LFP signals in the GCL under different brain states generated by different anesthetics. (A) LFP signals in three frequency bands were separated from the raw data in LBS and HBS (Upper and Lower). (B and D) The averaged time courses of LFP signals in the GCL for the three bands with chloral hydrate (n = 12) and pentobarbital (n = 13) as anesthetics, respectively. (C and E) Statistical analyses of the data in B and D, respectively. *HBS vs. LBS at rest; #rest vs. stimulated in HBS; Δrest vs. stimulated in LBS; P < 0.001 for all comparisons; no significant differences between the peak activities in LBS and HBS for any bands any anesthetic.

Fig. 2.

The LFP signals of different odorants at different recording sites in LBS and HBS. (A) Raw LFP signals at recording site three elicited by five odorants with 2-s stimulation. (B) The LFP signals of the five odorants corresponding to A at nine recording sites.

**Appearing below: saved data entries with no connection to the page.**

//! Client summaries and approval predictions over seeded review history.

mod common;

use tokio_util::sync::CancellationToken;

use clearproof::insights::PredictionStatus;
use clearproof::model::{AnalysisStatus, ReviewDecision};
use clearproof::{CoverageStatus, InsightsError, Pipeline};

use common::providers::{RATIONALE_REPLY, STYLE_REPLY};
use common::{review, FeatureBuilder, SubmissionBuilder, TestHarness, TextMode};

const APPROVED_TAGS: &[&str] = &["summer", "beach", "bold"];

/// Seeds client `acme` with seven approved and three rejected submissions,
/// all analyzed.
fn seed_history(harness: &TestHarness) {
    for i in 0..10 {
        let id = format!("past-{}", i);
        harness.seed(SubmissionBuilder::new(&id).image("post.png"));
        let (decision, tags, comment) = if i < 7 {
            (ReviewDecision::Approved, APPROVED_TAGS, "Love the bright colors")
        } else {
            (ReviewDecision::Rejected, &["winter", "gloomy"][..], "Too cluttered")
        };
        harness.put_feature(FeatureBuilder::completed(&id, tags).build());
        harness.add_review(review(
            &format!("rev-{}", i),
            &id,
            "acme",
            decision,
            Some(comment),
            100 - i as i64,
        ));
    }
}

fn seed_candidate(harness: &TestHarness, id: &str, message: &str, tags: &[&str]) {
    harness.seed(SubmissionBuilder::new(id).owner("designer-1").message(message).image("draft.png"));
    harness.put_feature(FeatureBuilder::completed(id, tags).build());
}

fn pipeline_with_history(harness: &TestHarness) -> Pipeline {
    seed_history(harness);
    harness.pipeline()
}

#[tokio::test]
async fn test_summary_is_cached_until_counts_change() {
    let harness = TestHarness::new();
    let pipeline = pipeline_with_history(&harness);
    let cancel = CancellationToken::new();

    let first = pipeline.client_summary("acme", &cancel).await.unwrap();
    assert_eq!(first.coverage, CoverageStatus::Ready);
    assert_eq!(first.approved_count, 7);
    assert_eq!(first.rejected_count, 3);
    assert_eq!(first.style_preferences, vec!["bold colors", "summer vibe", "clean type"]);
    assert_eq!(first.recurring_positives, vec!["bright palette", "strong logo"]);
    assert_eq!(first.rejection_reasons, vec!["cluttered layout", "dark tones"]);
    assert_eq!(first.top_tags, vec!["beach", "bold", "summer"]);
    assert!(first.missing_signals.is_empty());
    assert_eq!(harness.text.calls(), 3);

    let second = pipeline.client_summary("acme", &cancel).await.unwrap();
    assert_eq!(second, first);
    assert_eq!(harness.text.calls(), 3);

    let entry = harness.summary_entry("acme").expect("summary stored");
    assert_eq!((entry.approved_count, entry.rejected_count), (7, 3));

    harness.seed(SubmissionBuilder::new("late").image("late.png"));
    harness.put_feature(FeatureBuilder::completed("late", &["summer"]).build());
    harness.add_review(review("rev-late", "late", "acme", ReviewDecision::Rejected, None, 1));

    let third = pipeline.client_summary("acme", &cancel).await.unwrap();
    assert_eq!(third.rejected_count, 4);
    assert_eq!(harness.text.calls(), 6);
    assert_eq!(harness.summary_entry("acme").unwrap().rejected_count, 4);
}

#[tokio::test]
async fn test_always_refresh_skips_the_cache() {
    let mut harness = TestHarness::new();
    harness.summary.always_refresh = true;
    let pipeline = pipeline_with_history(&harness);
    let cancel = CancellationToken::new();

    pipeline.client_summary("acme", &cancel).await.unwrap();
    pipeline.client_summary("acme", &cancel).await.unwrap();
    assert_eq!(harness.text.calls(), 6);
}

#[tokio::test]
async fn test_summary_without_reviews_skips_generation() {
    let harness = TestHarness::new();
    let pipeline = harness.pipeline();

    let summary = pipeline
        .client_summary("newcomer", &CancellationToken::new())
        .await
        .unwrap();
    assert_eq!(summary.coverage, CoverageStatus::InsufficientHistory);
    assert!(summary.style_preferences.is_empty());
    assert!(summary.top_tags.is_empty());
    assert_eq!(summary.missing_signals, vec!["No reviews yet."]);
    assert_eq!(harness.text.calls(), 0);
}

#[tokio::test]
async fn test_summary_waits_for_pending_analysis() {
    let harness = TestHarness::new();
    harness.seed(SubmissionBuilder::new("s1").image("a.png"));
    harness.add_review(review("r1", "s1", "acme", ReviewDecision::Approved, Some("Nice"), 5));
    let pipeline = harness.pipeline();

    let summary = pipeline
        .client_summary("acme", &CancellationToken::new())
        .await
        .unwrap();
    assert_eq!(summary.coverage, CoverageStatus::PendingAnalysis);
    assert!(summary.style_preferences.is_empty());
    assert!(summary
        .missing_signals
        .iter()
        .any(|n| n.contains("awaiting analysis")));
    assert_eq!(harness.text.calls(), 0);
}

#[tokio::test]
async fn test_partial_coverage_still_generates() {
    let harness = TestHarness::new();
    harness.seed(SubmissionBuilder::new("s1").image("a.png"));
    harness.seed(SubmissionBuilder::new("s2").image("b.png"));
    harness.put_feature(FeatureBuilder::completed("s1", &["summer"]).build());
    harness.put_feature(
        FeatureBuilder::with_status("s2", AnalysisStatus::Failed)
            .failure("ocr:Timeout")
            .build(),
    );
    harness.add_review(review("r1", "s1", "acme", ReviewDecision::Approved, None, 5));
    harness.add_review(review("r2", "s2", "acme", ReviewDecision::Rejected, None, 4));
    let pipeline = harness.pipeline();

    let summary = pipeline
        .client_summary("acme", &CancellationToken::new())
        .await
        .unwrap();
    assert_eq!(summary.coverage, CoverageStatus::Partial);
    assert_eq!(summary.top_tags, vec!["summer"]);
    assert!(!summary.style_preferences.is_empty());
    assert!(summary.missing_signals.iter().any(|n| n.contains("failed analysis")));
    assert!(summary.missing_signals.iter().any(|n| n.contains("No reviewer comments")));
}

#[tokio::test]
async fn test_summary_configuration_error_propagates() {
    let harness = TestHarness::new();
    harness.text.set_mode(TextMode::NotConfigured);
    let pipeline = pipeline_with_history(&harness);

    let err = pipeline
        .client_summary("acme", &CancellationToken::new())
        .await
        .unwrap_err();
    assert!(matches!(err, InsightsError::Configuration(_)));
    assert!(harness.summary_entry("acme").is_none());
}

#[tokio::test]
async fn test_summary_degrades_on_unusable_answers() {
    let harness = TestHarness::new();
    harness.text.set_mode(TextMode::Garbage);
    let pipeline = pipeline_with_history(&harness);

    let summary = pipeline
        .client_summary("acme", &CancellationToken::new())
        .await
        .unwrap();
    assert_eq!(summary.coverage, CoverageStatus::Ready);
    assert!(summary.style_preferences.is_empty());
    assert!(summary.recurring_positives.is_empty());
    assert!(summary.rejection_reasons.is_empty());
    assert_eq!(summary.top_tags, vec!["beach", "bold", "summer"]);
}

#[tokio::test]
async fn test_cancelled_summary_is_not_stored() {
    let harness = TestHarness::new();
    let pipeline = pipeline_with_history(&harness);
    let cancel = CancellationToken::new();
    cancel.cancel();

    let err = pipeline.client_summary("acme", &cancel).await.unwrap_err();
    assert!(matches!(err, InsightsError::Cancelled));
    assert!(harness.summary_entry("acme").is_none());
}

#[tokio::test]
async fn test_prediction_rises_with_tag_overlap() {
    let harness = TestHarness::new();
    let pipeline = pipeline_with_history(&harness);
    seed_candidate(&harness, "cand-match", "New poster", &["summer", "beach", "neon"]);
    seed_candidate(&harness, "cand-miss", "New poster", &["winter"]);
    let cancel = CancellationToken::new();

    let matched = pipeline
        .predict("acme", "cand-match", "designer-1", &cancel)
        .await
        .unwrap();
    let missed = pipeline
        .predict("acme", "cand-miss", "designer-1", &cancel)
        .await
        .unwrap();

    assert_eq!(matched.status, PredictionStatus::Ready);
    assert_eq!(missed.status, PredictionStatus::Ready);

    let matched_signals = matched.signals.as_ref().unwrap();
    assert_eq!(matched_signals.tag_overlap, 2);
    assert_eq!(matched_signals.overlapping_tags, vec!["beach", "summer"]);
    assert!((matched_signals.client_approval_rate - 0.7).abs() < 1e-9);
    assert_eq!(missed.signals.as_ref().unwrap().tag_overlap, 0);

    let p_matched = matched.probability.unwrap();
    let p_missed = missed.probability.unwrap();
    assert!(p_matched > p_missed);
    for p in [p_matched, p_missed] {
        assert!((0.0..=1.0).contains(&p));
    }
    assert_eq!(matched.rationale, RATIONALE_REPLY);
}

#[tokio::test]
async fn test_prediction_uses_cached_summary_phrases() {
    let harness = TestHarness::new();
    let pipeline = pipeline_with_history(&harness);
    seed_candidate(&harness, "cand", "Bold summer poster", &["neon"]);
    let cancel = CancellationToken::new();

    let before = pipeline
        .predict("acme", "cand", "designer-1", &cancel)
        .await
        .unwrap();
    assert_eq!(before.signals.as_ref().unwrap().positive_matches, 0);

    let summary = pipeline.client_summary("acme", &cancel).await.unwrap();
    assert!(STYLE_REPLY.contains(&summary.style_preferences[0]));

    let after = pipeline
        .predict("acme", "cand", "designer-1", &cancel)
        .await
        .unwrap();
    let signals = after.signals.as_ref().unwrap();
    assert_eq!(signals.positive_matches, 2);
    assert_eq!(signals.rejection_matches, 0);
    assert!(after.probability.unwrap() > before.probability.unwrap());
}

#[tokio::test]
async fn test_prediction_statuses_for_unready_submissions() {
    let harness = TestHarness::new();
    let pipeline = pipeline_with_history(&harness);
    let cancel = CancellationToken::new();

    harness.seed(SubmissionBuilder::new("not-run").owner("designer-1").image("a.png"));
    let p = pipeline.predict("acme", "not-run", "designer-1", &cancel).await.unwrap();
    assert_eq!(p.status, PredictionStatus::PendingSignals);
    assert!(p.probability.is_none());
    assert!(p.signals.is_none());

    harness.seed(SubmissionBuilder::new("running").owner("designer-1").image("a.png"));
    harness.put_feature(FeatureBuilder::with_status("running", AnalysisStatus::Pending).build());
    let p = pipeline.predict("acme", "running", "designer-1", &cancel).await.unwrap();
    assert_eq!(p.status, PredictionStatus::PendingSignals);
    assert!(p.probability.is_none());

    harness.seed(SubmissionBuilder::new("broken").owner("designer-1").image("a.png"));
    harness.put_feature(
        FeatureBuilder::with_status("broken", AnalysisStatus::Failed)
            .failure("ocr:Timeout, themes:Timeout")
            .build(),
    );
    let p = pipeline.predict("acme", "broken", "designer-1", &cancel).await.unwrap();
    assert_eq!(p.status, PredictionStatus::PendingSignals);
    assert!(p.rationale.contains("ocr:Timeout"));

    harness.seed(SubmissionBuilder::new("clip").owner("designer-1").video("clip.mp4"));
    harness.put_feature(FeatureBuilder::with_status("clip", AnalysisStatus::NoImages).build());
    let p = pipeline.predict("acme", "clip", "designer-1", &cancel).await.unwrap();
    assert_eq!(p.status, PredictionStatus::MissingHistory);
    assert!(p.probability.is_none());

    // None of these reached the text generator.
    assert_eq!(harness.text.calls(), 0);
}

#[tokio::test]
async fn test_prediction_falls_back_to_template_rationale() {
    let harness = TestHarness::new();
    harness.text.set_mode(TextMode::Failing);
    let pipeline = pipeline_with_history(&harness);
    seed_candidate(&harness, "cand", "New poster", &["summer"]);

    let p = pipeline
        .predict("acme", "cand", "designer-1", &CancellationToken::new())
        .await
        .unwrap();
    assert_eq!(p.status, PredictionStatus::Ready);
    assert!(p.probability.is_some());
    assert!(p.rationale.starts_with("Estimated approval likelihood is"));
    assert!(p.rationale.contains("summer"));
}

#[tokio::test]
async fn test_prediction_without_text_provider_still_scores() {
    let harness = TestHarness::new();
    harness.text.set_mode(TextMode::NotConfigured);
    let pipeline = pipeline_with_history(&harness);
    seed_candidate(&harness, "cand", "New poster", &["beach"]);

    let p = pipeline
        .predict("acme", "cand", "designer-1", &CancellationToken::new())
        .await
        .unwrap();
    assert_eq!(p.status, PredictionStatus::Ready);
    assert!(p.rationale.starts_with("Estimated approval likelihood is"));
}

#[tokio::test]
async fn test_prediction_for_someone_elses_submission_is_not_found() {
    let harness = TestHarness::new();
    let pipeline = pipeline_with_history(&harness);
    seed_candidate(&harness, "cand", "New poster", &["summer"]);

    let err = pipeline
        .predict("acme", "cand", "intruder", &CancellationToken::new())
        .await
        .unwrap_err();
    assert!(matches!(err, InsightsError::SubmissionNotFound(id) if id == "cand"));

    let err = pipeline
        .predict("acme", "missing", "designer-1", &CancellationToken::new())
        .await
        .unwrap_err();
    assert!(matches!(err, InsightsError::SubmissionNotFound(_)));
}

#[tokio::test]
async fn test_prediction_for_new_client_uses_neutral_rates() {
    let harness = TestHarness::new();
    let pipeline = harness.pipeline();
    seed_candidate(&harness, "cand", "First poster", &["summer"]);

    let p = pipeline
        .predict("fresh-client", "cand", "designer-1", &CancellationToken::new())
        .await
        .unwrap();
    let signals = p.signals.unwrap();
    assert_eq!(signals.client_approval_rate, 0.5);
    assert_eq!(signals.global_approval_rate, 0.5);
    assert_eq!(signals.tag_overlap, 0);
    assert!((p.probability.unwrap() - 0.5).abs() < 1e-9);
}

None of the pattern pairs for a given odorant in LBS and HBS is significantly different (P < 0.02) (Table S2).

Fig. 3.

The effects of odor concentration on the LFP signals in LBS and HBS. (A) Raw LFP signals at three concentrations with 2-s stimulation in LBS (Upper) and HBS (Lower). (B) Statistical analyses of the LFP signals in three frequency bands; the LFP signals are significantly correlated with concentration. *, #, and Δ, are the same as in Fig. 1; P < 0.02 for all comparisons; no significant difference between the peak activities in LBS and HBS for all three bands at all three concentrations (n = 14) (Table S5).

Fig. 4.

Electrical recording in the MCL under LBS and HBS. (A and B) LFP signals (Top), multiunit spiking (Middle), and histogram of spiking (Bottom) at two recording sites with 2-s stimulation in LBS and HBS. (C) The averaged time courses of LFP signals in three bands (29 recording sites from 19 rats). (D) The statistical comparisons of data in C. (E) Multiunit signals and the statistical analyses. (F) Correlation between LFP and multiunit signals. (G) The distribution patterns of firing rate at rest and after stimulation in LBS and HBS, respectively; the last three bars were the number of neurons with firing frequency from 11 to 15, and > 15, respectively. *, #, and Δ are the same as in Fig. 1; P < 0.001 for all situations; no significant difference between the peak activities in LBS and HBS for all three LFP bands and multiunit signals; circles and filled circles in C and E are LBS and HBS, respectively.